As advanced as we like to say we are, living in the future and all, it’s astonishing to watch “Selma” in 2015 and realize the events it depicts happened only 50 years ago. In America! Mostly in the parts of America that have always embarrassed the other parts, but still.

Yet at the same time, this heartfelt, compelling docudrama about Martin Luther King Jr. and the 1965 civil rights marches shows how far we’ve come. Racism today is usually the institutional, subconscious kind, not the overtly hateful, “I ain’t servin’ no N-words in my restaurant” kind. We may disagree about what constitutes “discrimination,” but nearly everyone concurs that it’s ignorant and wrong-headed to view one race as inferior to another. That alone is an improvement over 50 years ago, when open, boldly stated racism was still socially acceptable in many areas.

Early in the film, when a middle-aged black woman named Annie Lee Cooper (Oprah Winfrey) shuffles into the courthouse in Selma, Ala., to register to vote, and is given an impossible series of questions to answer to prove her worthiness, I had two thoughts. First: It’s nigh unbelievable (though sadly true) that this was a common tactic to prevent blacks from voting. And then: How glad I am that it isn’t common anymore. We still have problems, yes, including some very serious ones, and institutional racism might be harder to eradicate than the other kind. But at least clerks aren’t asking black people to name all of Alabama’s county judges before they can register to vote. That’s something, anyway.

Directed artfully and with tremendous restraint by Ava DuVernay, “Selma” deals with that very idea — the question of how to balance satisfaction over our victories with frustration over how much progress has yet to be made. In the beginning, newly minted Nobel Peace Prize recipient King (David Oyelowo) meets with Pres. Lyndon B. Johnson (Tom Wilkinson), who has just signed the landmark Civil Rights Act of 1964, ending segregation. MLK urges him not to rest on his laurels but to move on to the next problem: actually enforcing the law so that black folks in the South can register to vote. Johnson, depicted here as a pragmatic politician, wants to focus on his new War on Poverty, not immediately jump into another civil rights battle.

Even among those who, like King, want to act now, there is disagreement over which tack to take. None of MLK’s supporters want to waver from his commitment to non-violence (Malcolm X shows up briefly to offer an alternative view), but how, exactly, do we overcome the Selma courthouse, “a citadel defended by fanatics”? Which repressive law or custom or practice do we take down first?

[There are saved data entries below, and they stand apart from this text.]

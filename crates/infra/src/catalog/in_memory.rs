use std::collections::HashMap;
use std::sync::RwLock;

use async_trait::async_trait;

use shelfkeep_catalog::{
    BookCriterion, BookRecord, BookSortKey, Isbn, LocationCriterion, LocationRecord,
    LocationSortKey,
};
use shelfkeep_core::predicate::matches;
use shelfkeep_core::{BookId, Entity, Filter, LocationId, Page, PageRequest};

use super::r#trait::CatalogRegistry;
use crate::error::StoreError;

/// In-memory catalog.
///
/// Intended for tests/dev. Searches scan every record.
#[derive(Debug, Default)]
pub struct InMemoryCatalog {
    books: RwLock<HashMap<BookId, BookRecord>>,
    locations: RwLock<HashMap<LocationId, LocationRecord>>,
}

impl InMemoryCatalog {
    pub fn new() -> Self {
        Self::default()
    }

    /// Synchronous lookup used by the in-memory inventory store to join listings.
    pub(crate) fn book(&self, id: BookId) -> Result<Option<BookRecord>, StoreError> {
        let books = self.books.read().map_err(|_| StoreError::poisoned())?;
        Ok(books.get(&id).cloned())
    }

    pub(crate) fn has_book(&self, id: BookId) -> Result<bool, StoreError> {
        let books = self.books.read().map_err(|_| StoreError::poisoned())?;
        Ok(books.contains_key(&id))
    }

    pub(crate) fn has_location(&self, id: LocationId) -> Result<bool, StoreError> {
        let locations = self.locations.read().map_err(|_| StoreError::poisoned())?;
        Ok(locations.contains_key(&id))
    }
}

/// Insert or replace a record under its own identifier.
fn upsert<E: Entity + Clone>(records: &mut HashMap<E::Id, E>, record: &E) {
    records.insert(record.id().clone(), record.clone());
}

#[async_trait]
impl CatalogRegistry for InMemoryCatalog {
    async fn book_exists(&self, id: BookId) -> Result<bool, StoreError> {
        self.has_book(id)
    }

    async fn location_exists(&self, id: LocationId) -> Result<bool, StoreError> {
        self.has_location(id)
    }

    async fn has_books(&self) -> Result<bool, StoreError> {
        let books = self.books.read().map_err(|_| StoreError::poisoned())?;
        Ok(!books.is_empty())
    }

    async fn find_book(&self, id: BookId) -> Result<Option<BookRecord>, StoreError> {
        self.book(id)
    }

    async fn find_book_by_isbn(&self, isbn: &Isbn) -> Result<Option<BookRecord>, StoreError> {
        let books = self.books.read().map_err(|_| StoreError::poisoned())?;
        Ok(books.values().find(|b| b.isbn == *isbn).cloned())
    }

    async fn find_location(&self, id: LocationId) -> Result<Option<LocationRecord>, StoreError> {
        let locations = self.locations.read().map_err(|_| StoreError::poisoned())?;
        Ok(locations.get(&id).cloned())
    }

    async fn find_location_by_name(
        &self,
        name: &str,
    ) -> Result<Option<LocationRecord>, StoreError> {
        let locations = self.locations.read().map_err(|_| StoreError::poisoned())?;
        Ok(locations.values().find(|l| l.name == name).cloned())
    }

    async fn save_book(&self, book: BookRecord) -> Result<BookRecord, StoreError> {
        let mut books = self.books.write().map_err(|_| StoreError::poisoned())?;
        if books.values().any(|b| b.isbn == book.isbn && b.id != book.id) {
            return Err(StoreError::Duplicate(format!(
                "a book with ISBN {} already exists",
                book.isbn
            )));
        }
        upsert(&mut *books, &book);
        Ok(book)
    }

    async fn save_location(&self, location: LocationRecord) -> Result<LocationRecord, StoreError> {
        let mut locations = self.locations.write().map_err(|_| StoreError::poisoned())?;
        if locations
            .values()
            .any(|l| l.name == location.name && l.id != location.id)
        {
            return Err(StoreError::Duplicate(format!(
                "a location named '{}' already exists",
                location.name
            )));
        }
        upsert(&mut *locations, &location);
        Ok(location)
    }

    async fn delete_book(&self, id: BookId) -> Result<bool, StoreError> {
        let mut books = self.books.write().map_err(|_| StoreError::poisoned())?;
        Ok(books.remove(&id).is_some())
    }

    async fn delete_location(&self, id: LocationId) -> Result<bool, StoreError> {
        let mut locations = self.locations.write().map_err(|_| StoreError::poisoned())?;
        Ok(locations.remove(&id).is_some())
    }

    async fn search_books(
        &self,
        filter: &Filter<BookCriterion>,
        page: &PageRequest<BookSortKey>,
    ) -> Result<Page<BookRecord>, StoreError> {
        let books = self.books.read().map_err(|_| StoreError::poisoned())?;
        let mut hits: Vec<BookRecord> = books
            .values()
            .filter(|b| matches(filter, b))
            .cloned()
            .collect();
        drop(books);

        hits.sort_by(|a, b| {
            let primary = match page.sort() {
                Some(s) => s.orient(s.key.compare(a, b)),
                None => core::cmp::Ordering::Equal,
            };
            primary.then_with(|| a.id.cmp(&b.id))
        });
        Ok(Page::slice(hits, page))
    }

    async fn search_locations(
        &self,
        filter: &Filter<LocationCriterion>,
        page: &PageRequest<LocationSortKey>,
    ) -> Result<Page<LocationRecord>, StoreError> {
        let locations = self.locations.read().map_err(|_| StoreError::poisoned())?;
        let mut hits: Vec<LocationRecord> = locations
            .values()
            .filter(|l| matches(filter, l))
            .cloned()
            .collect();
        drop(locations);

        hits.sort_by(|a, b| {
            let primary = match page.sort() {
                Some(s) => s.orient(s.key.compare(a, b)),
                None => core::cmp::Ordering::Equal,
            };
            primary.then_with(|| a.id.cmp(&b.id))
        });
        Ok(Page::slice(hits, page))
    }
}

The film’s marches and demonstrations are stirring, punctuated with acts of unprovoked violence and awful tragedy. DuVernay, whose “Middle of Nowhere” won her a best director prize at Sundance 2012, resists the urge to lay it on thick with melodrama and pathos, thereby avoiding the pitfall of shameless manipulation that many films of this type fall into. She lets the story speak for itself, judiciously using devices like slow-motion and silence to guide our emotions subtly, rather than yank them.

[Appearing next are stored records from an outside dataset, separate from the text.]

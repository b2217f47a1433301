use serde::{Deserialize, Serialize};

use shelfkeep_core::{DomainError, DomainResult, ValueObject};

/// Which ISBN lengths are acceptable.
#[derive(Debug, Copy, Clone, PartialEq, Eq, Default)]
pub enum IsbnKind {
    Isbn10,
    Isbn13,
    #[default]
    Any,
}

/// A normalized ISBN: only digits and `X`, 10 or 13 characters long.
///
/// Separators (hyphens, spaces) are stripped on parse, so `978-0-306-40615-7`
/// and `9780306406157` are the same value. Check digits are not verified.
#[derive(Debug, Clone, PartialEq, Eq, Hash, PartialOrd, Ord, Serialize, Deserialize)]
#[serde(try_from = "String", into = "String")]
pub struct Isbn(String);

impl ValueObject for Isbn {}

impl Isbn {
    pub fn parse(raw: &str) -> DomainResult<Self> {
        Self::parse_as(raw, IsbnKind::Any)
    }

    pub fn parse_as(raw: &str, kind: IsbnKind) -> DomainResult<Self> {
        let digits: String = raw
            .chars()
            .filter(|c| c.is_ascii_digit() || *c == 'X')
            .collect();

        let ok = match kind {
            IsbnKind::Isbn10 => digits.len() == 10,
            IsbnKind::Isbn13 => digits.len() == 13,
            IsbnKind::Any => digits.len() == 10 || digits.len() == 13,
        };
        if !ok {
            return Err(DomainError::validation(format!(
                "invalid ISBN '{raw}': expected {kind:?} length, found {} digits",
                digits.len()
            )));
        }
        Ok(Self(digits))
    }

    pub fn as_str(&self) -> &str {
        &self.0
    }

    pub fn kind(&self) -> IsbnKind {
        if self.0.len() == 10 {
            IsbnKind::Isbn10
        } else {
            IsbnKind::Isbn13
        }
    }
}

impl core::fmt::Display for Isbn {
    fn fmt(&self, f: &mut core::fmt::Formatter<'_>) -> core::fmt::Result {
        f.write_str(&self.0)
    }
}

impl TryFrom<String> for Isbn {
    type Error = DomainError;

    fn try_from(value: String) -> Result<Self, Self::Error> {
        Isbn::parse(&value)
    }
}

impl From<Isbn> for String {
    fn from(value: Isbn) -> Self {
        value.0
    }
}

#[cfg(test)]
mod tests {
    use super::*;

    #[test]
    fn separators_are_stripped() {
        let isbn = Isbn::parse("978-0-306-40615-7").unwrap();
        assert_eq!(isbn.as_str(), "9780306406157");
        assert_eq!(isbn.kind(), IsbnKind::Isbn13);
    }

    #[test]
    fn isbn10_with_check_x_is_accepted() {
        let isbn = Isbn::parse("0-8044-2957-X").unwrap();
        assert_eq!(isbn.as_str(), "080442957X");
        assert_eq!(isbn.kind(), IsbnKind::Isbn10);
    }

    #[test]
    fn wrong_length_is_rejected() {
        assert!(Isbn::parse("12345").is_err());
        assert!(Isbn::parse("").is_err());
    }

    #[test]
    fn kind_restricts_length() {
        assert!(Isbn::parse_as("0306406152", IsbnKind::Isbn13).is_err());
        assert!(Isbn::parse_as("0306406152", IsbnKind::Isbn10).is_ok());
        assert!(Isbn::parse_as("9780306406157", IsbnKind::Isbn10).is_err());
    }

    #[test]
    fn lowercase_x_is_not_a_digit() {
        // 9 digits + 'x' normalizes to 9 characters.
        assert!(Isbn::parse("080442957x").is_err());
    }
}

One scene featuring a minor figure in the Civil Rights movement — the grandfather of a marcher murdered by police — puts a human face on things, drawing us into the battle on a personal level, not just an intellectual one. (A nice touch: The actor playing the grandfather is Henry G. Sanders, star of Charles Burnett’s 1979 film “Killer of Sheep,” a milestone in the history of African American cinema.)

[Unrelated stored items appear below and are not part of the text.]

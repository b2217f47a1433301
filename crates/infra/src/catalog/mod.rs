//! Catalog gateway: books and locations.
//!
//! The inventory ledger uses this boundary for existence checks and to look up
//! the genre/author tags of a book when reporting stock movements.

pub mod in_memory;
pub mod postgres;
pub mod r#trait;

pub use in_memory::InMemoryCatalog;
pub use postgres::PostgresCatalog;
pub use r#trait::CatalogRegistry;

The closest we get to a mustache-twirling caricature is J. Edgar Hoover (Dylan Baker), a sniveling conniver who conspires with Johnson to tap King’s and other activists’ phones and to sow discord in King’s marriage to Coretta (Carmen Ejogo). The facts are basically right, but the character is written and performed just a little over the top. On the other hand, Alabama governor George Wallace (Tim Roth), a plainly racist jackass and segregationist, isn’t depicted with much nuance, but neither is he a cartoon. He’s a believable racist jackass.

David Oyelowo seems to capture King’s essence, the cadence of his speech as well as his faith in God. When King is confronted with his marital infidelities, Oyelowo conveys a multitude of feelings with no words at all. The performance reflects the film as a whole: graceful, understated, not showy, yet deeply moving.

A- (2 hrs., 7 min.; PG-13, two F-words, some N-words, a lot of police-on-marcher violence.)